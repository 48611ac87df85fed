//! Whole-collection persistence for notes, categories, tags and settings.
//!
//! Each collection lives in one slot and is rewritten as a unit on every
//! save. Loading is fail-soft: a missing or corrupt slot reads as an empty
//! collection, so callers treat "no notes" and "failed to load" the same way.

mod records;

use serde::de::DeserializeOwned;
use serde::Serialize;

use crate::db::SlotRepository;
use crate::error::Result;
use crate::models::{Category, Note, SettingsMap, Tag};

pub use records::NoteRecord;

/// Slot holding the serialized note collection
pub const NOTES_SLOT: &str = "notes";
/// Slot holding the settings map
pub const SETTINGS_SLOT: &str = "settings";
/// Slot holding the category collection
pub const CATEGORIES_SLOT: &str = "categories";
/// Slot holding the tag collection
pub const TAGS_SLOT: &str = "tags";

/// Persistence store over a slot repository
#[derive(Clone)]
pub struct NoteStore<S> {
    slots: S,
}

impl<S: SlotRepository> NoteStore<S> {
    /// Create a store writing to the given slots
    pub const fn new(slots: S) -> Self {
        Self { slots }
    }

    /// Serialize and write the whole note collection
    pub async fn save_notes(&self, notes: &[Note]) -> Result<()> {
        let records = notes.iter().map(NoteRecord::from).collect::<Vec<_>>();
        self.write_json(NOTES_SLOT, &records).await?;
        tracing::debug!("Saved {} notes", records.len());
        Ok(())
    }

    /// Load the whole note collection; empty when absent or unreadable
    pub async fn load_notes(&self) -> Vec<Note> {
        self.read_json::<Vec<NoteRecord>>(NOTES_SLOT)
            .await
            .unwrap_or_default()
            .into_iter()
            .map(NoteRecord::into_note)
            .collect()
    }

    /// Write the settings map
    pub async fn save_settings(&self, settings: &SettingsMap) -> Result<()> {
        self.write_json(SETTINGS_SLOT, settings).await
    }

    /// Load the settings map; empty when absent or unreadable
    pub async fn load_settings(&self) -> SettingsMap {
        self.read_json(SETTINGS_SLOT).await.unwrap_or_default()
    }

    /// Write the category collection
    pub async fn save_categories(&self, categories: &[Category]) -> Result<()> {
        self.write_json(CATEGORIES_SLOT, categories).await
    }

    /// Load the category collection; empty when absent or unreadable
    pub async fn load_categories(&self) -> Vec<Category> {
        self.read_json(CATEGORIES_SLOT).await.unwrap_or_default()
    }

    /// Write the tag collection
    pub async fn save_tags(&self, tags: &[Tag]) -> Result<()> {
        self.write_json(TAGS_SLOT, tags).await
    }

    /// Load the tag collection; empty when absent or unreadable
    pub async fn load_tags(&self) -> Vec<Tag> {
        self.read_json(TAGS_SLOT).await.unwrap_or_default()
    }

    async fn write_json<T: Serialize + ?Sized>(&self, key: &str, value: &T) -> Result<()> {
        let encoded = serde_json::to_string(value)?;
        self.slots.write(key, &encoded).await
    }

    async fn read_json<T: DeserializeOwned>(&self, key: &str) -> Option<T> {
        let raw = match self.slots.read(key).await {
            Ok(Some(raw)) => raw,
            Ok(None) => return None,
            Err(error) => {
                tracing::warn!("Failed to read slot '{key}': {error}");
                return None;
            }
        };

        match serde_json::from_str(&raw) {
            Ok(value) => Some(value),
            Err(error) => {
                tracing::warn!("Discarding unreadable slot '{key}': {error}");
                None
            }
        }
    }
}

#[cfg(test)]
mod tests {
    use super::*;
    use crate::db::{LibSqlSlotRepository, MemorySlotRepository};
    use crate::models::{CategoryId, SettingValue, TagId};
    use pretty_assertions::assert_eq;

    fn sample_notes() -> Vec<Note> {
        let mut full = Note::new("Meeting", "Discuss budget");
        full.update(None, None, Some(CategoryId::from("work")));
        full.add_tag_id(TagId::from("urgent"));
        full.add_tag_id(TagId::from("q3"));
        full.add_image(vec![0x89, 0x50, 0x4e, 0x47], "whiteboard");
        full.add_image(vec![], "");
        full.set_reminder(Some(1_900_000_000_000));
        full.toggle_pin();

        let bare = Note::default();

        let mut legacy = Note::new("", "from an older install");
        legacy.id = "5C1F0E2A-LEGACY".into();
        legacy.created_at = 10;
        legacy.updated_at = 20;

        vec![full, bare, legacy]
    }

    #[tokio::test(flavor = "multi_thread")]
    async fn test_notes_round_trip() {
        let store = NoteStore::new(MemorySlotRepository::new());
        let notes = sample_notes();

        store.save_notes(&notes).await.unwrap();
        assert_eq!(store.load_notes().await, notes);
    }

    #[tokio::test(flavor = "multi_thread")]
    async fn test_notes_round_trip_through_libsql() {
        let store = NoteStore::new(LibSqlSlotRepository::open_in_memory().await.unwrap());
        let notes = sample_notes();

        store.save_notes(&notes).await.unwrap();
        assert_eq!(store.load_notes().await, notes);
    }

    #[tokio::test(flavor = "multi_thread")]
    async fn test_empty_collection_round_trip() {
        let store = NoteStore::new(MemorySlotRepository::new());
        store.save_notes(&[]).await.unwrap();
        assert!(store.load_notes().await.is_empty());
    }

    #[tokio::test(flavor = "multi_thread")]
    async fn test_save_replaces_previous_collection() {
        let store = NoteStore::new(MemorySlotRepository::new());
        let notes = sample_notes();
        store.save_notes(&notes).await.unwrap();
        store.save_notes(&notes[..1]).await.unwrap();

        assert_eq!(store.load_notes().await, notes[..1].to_vec());
    }

    #[tokio::test(flavor = "multi_thread")]
    async fn test_absent_and_corrupt_slots_load_empty() {
        let slots = MemorySlotRepository::new();
        let store = NoteStore::new(slots.clone());
        assert!(store.load_notes().await.is_empty());

        slots.write(NOTES_SLOT, "{not json").await.unwrap();
        assert!(store.load_notes().await.is_empty());

        slots.write(SETTINGS_SLOT, "[1, 2, 3]").await.unwrap();
        assert!(store.load_settings().await.is_empty());

        slots.write(TAGS_SLOT, "null").await.unwrap();
        assert!(store.load_tags().await.is_empty());
    }

    #[tokio::test(flavor = "multi_thread")]
    async fn test_settings_round_trip() {
        let store = NoteStore::new(MemorySlotRepository::new());
        let mut settings = SettingsMap::new();
        settings.insert("font_size".to_string(), SettingValue::Integer(18));
        settings.insert("font_family".to_string(), SettingValue::Text("serif".into()));
        settings.insert("line_height".to_string(), SettingValue::Float(1.25));
        settings.insert("compact".to_string(), SettingValue::Bool(false));

        store.save_settings(&settings).await.unwrap();
        assert_eq!(store.load_settings().await, settings);
    }

    #[tokio::test(flavor = "multi_thread")]
    async fn test_categories_and_tags_round_trip() {
        let store = NoteStore::new(MemorySlotRepository::new());
        let categories = vec![Category::default_category(), Category::new("Work").unwrap()];
        let tags = vec![Tag::new("urgent").unwrap()];

        store.save_categories(&categories).await.unwrap();
        store.save_tags(&tags).await.unwrap();

        assert_eq!(store.load_categories().await, categories);
        assert_eq!(store.load_tags().await, tags);
    }
}
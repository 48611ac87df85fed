use std::path::PathBuf;

use clap::{Parser, Subcommand};

#[derive(Parser)]
#[command(name = "notepad")]
#[command(about = "Notes with categories, tags, images and reminders")]
#[command(version)]
pub struct Cli {
    #[command(subcommand)]
    pub command: Commands,

    /// Optional path to local database file
    #[arg(long, global = true, value_name = "PATH")]
    pub db_path: Option<PathBuf>,
}

#[derive(Subcommand)]
pub enum Commands {
    /// Create a new note
    #[command(alias = "new")]
    Add {
        /// Note title
        #[arg(short, long, default_value = "")]
        title: String,
        /// Category id or name (defaults to the default category)
        #[arg(short, long)]
        category: Option<String>,
        /// Note content; read from stdin when omitted
        content: Vec<String>,
    },
    /// List notes, pinned first then most recently updated
    #[command(alias = "ls")]
    List {
        /// Only notes in this category (id or name)
        #[arg(long)]
        category: Option<String>,
        /// Only notes with this tag (id or name)
        #[arg(long)]
        tag: Option<String>,
        /// Case-insensitive text in title, content or tag names
        #[arg(short, long)]
        search: Option<String>,
        /// Maximum number of notes to show
        #[arg(short, long)]
        limit: Option<usize>,
        /// Output as JSON
        #[arg(long)]
        json: bool,
    },
    /// Show a single note
    Show {
        /// Note ID or unique ID prefix
        id: String,
        /// Output as JSON
        #[arg(long)]
        json: bool,
    },
    /// Edit title, content or category of a note
    Edit {
        /// Note ID or unique ID prefix
        id: String,
        /// New title
        #[arg(long)]
        title: Option<String>,
        /// New content ("-" reads stdin)
        #[arg(long)]
        content: Option<String>,
        /// Move to this category (id or name)
        #[arg(long, conflicts_with = "no_category")]
        category: Option<String>,
        /// Detach the note from its category
        #[arg(long)]
        no_category: bool,
    },
    /// Toggle the pinned flag
    Pin {
        /// Note ID or unique ID prefix
        id: String,
    },
    /// Delete a note and cancel its reminder
    #[command(alias = "rm")]
    Delete {
        /// Note ID or unique ID prefix
        id: String,
    },
    /// Manage note images
    #[command(subcommand)]
    Image(ImageCommand),
    /// Manage tags
    #[command(subcommand)]
    Tag(TagCommand),
    /// Manage categories
    #[command(subcommand)]
    Category(CategoryCommand),
    /// Manage reminders
    #[command(subcommand)]
    Remind(RemindCommand),
    /// Manage application settings
    #[command(subcommand)]
    Settings(SettingsCommand),
}

#[derive(Subcommand)]
pub enum ImageCommand {
    /// Attach an image file to a note
    Add {
        /// Note ID or unique ID prefix
        id: String,
        /// Image file to attach
        path: PathBuf,
        /// Caption for the image
        #[arg(short, long, default_value = "")]
        description: String,
    },
    /// Remove the image at a zero-based index
    Remove {
        /// Note ID or unique ID prefix
        id: String,
        /// Zero-based image index
        index: usize,
    },
}

#[derive(Subcommand)]
pub enum TagCommand {
    /// Create a tag
    Create {
        /// Tag name
        name: String,
    },
    /// List tags with usage counts
    List {
        /// Output as JSON
        #[arg(long)]
        json: bool,
    },
    /// Delete an unused tag
    Delete {
        /// Tag id or name
        tag: String,
    },
    /// Attach a tag to a note
    Add {
        /// Note ID or unique ID prefix
        id: String,
        /// Tag id or name
        tag: String,
    },
    /// Detach a tag from a note
    Remove {
        /// Note ID or unique ID prefix
        id: String,
        /// Tag id or name
        tag: String,
    },
}

#[derive(Subcommand)]
pub enum CategoryCommand {
    /// Create a category
    Create {
        /// Category name
        name: String,
    },
    /// List categories with note counts
    List {
        /// Output as JSON
        #[arg(long)]
        json: bool,
    },
    /// Delete an unused category
    Delete {
        /// Category id or name
        category: String,
    },
}

#[derive(Subcommand)]
pub enum RemindCommand {
    /// Set a reminder ("YYYY-MM-DD HH:MM" local time, or RFC 3339)
    Set {
        /// Note ID or unique ID prefix
        id: String,
        /// When to remind
        when: String,
    },
    /// Clear a reminder
    Clear {
        /// Note ID or unique ID prefix
        id: String,
    },
    /// List pending reminders
    Pending {
        /// Output as JSON
        #[arg(long)]
        json: bool,
    },
    /// Print and dequeue reminders that are due
    Due,
}

#[derive(Subcommand)]
pub enum SettingsCommand {
    /// List all settings
    List {
        /// Output as JSON
        #[arg(long)]
        json: bool,
    },
    /// Print one setting
    Get {
        /// Setting key
        key: String,
    },
    /// Set a setting (booleans and numbers are detected)
    Set {
        /// Setting key
        key: String,
        /// Setting value
        value: String,
    },
    /// Remove a setting
    Unset {
        /// Setting key
        key: String,
    },
}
—————
◆ **Problem details**: Output should match, line for line, the stretch of the material above from the line holding "#[derive(Clone)]" through the line holding "category collection; empty when absent or unreadable".

◆ **Your response**:
#[derive(Clone)]
pub struct NoteStore<S> {
    slots: S,
}

impl<S: SlotRepository> NoteStore<S> {
    /// Create a store writing to the given slots
    pub const fn new(slots: S) -> Self {
        Self { slots }
    }

    /// Serialize and write the whole note collection
    pub async fn save_notes(&self, notes: &[Note]) -> Result<()> {
        let records = notes.iter().map(NoteRecord::from).collect::<Vec<_>>();
        self.write_json(NOTES_SLOT, &records).await?;
        tracing::debug!("Saved {} notes", records.len());
        Ok(())
    }

    /// Load the whole note collection; empty when absent or unreadable
    pub async fn load_notes(&self) -> Vec<Note> {
        self.read_json::<Vec<NoteRecord>>(NOTES_SLOT)
            .await
            .unwrap_or_default()
            .into_iter()
            .map(NoteRecord::into_note)
            .collect()
    }

    /// Write the settings map
    pub async fn save_settings(&self, settings: &SettingsMap) -> Result<()> {
        self.write_json(SETTINGS_SLOT, settings).await
    }

    /// Load the settings map; empty when absent or unreadable
    pub async fn load_settings(&self) -> SettingsMap {
        self.read_json(SETTINGS_SLOT).await.unwrap_or_default()
    }

    /// Write the category collection
    pub async fn save_categories(&self, categories: &[Category]) -> Result<()> {
        self.write_json(CATEGORIES_SLOT, categories).await
    }

    /// Load the category collection; empty when absent or unreadable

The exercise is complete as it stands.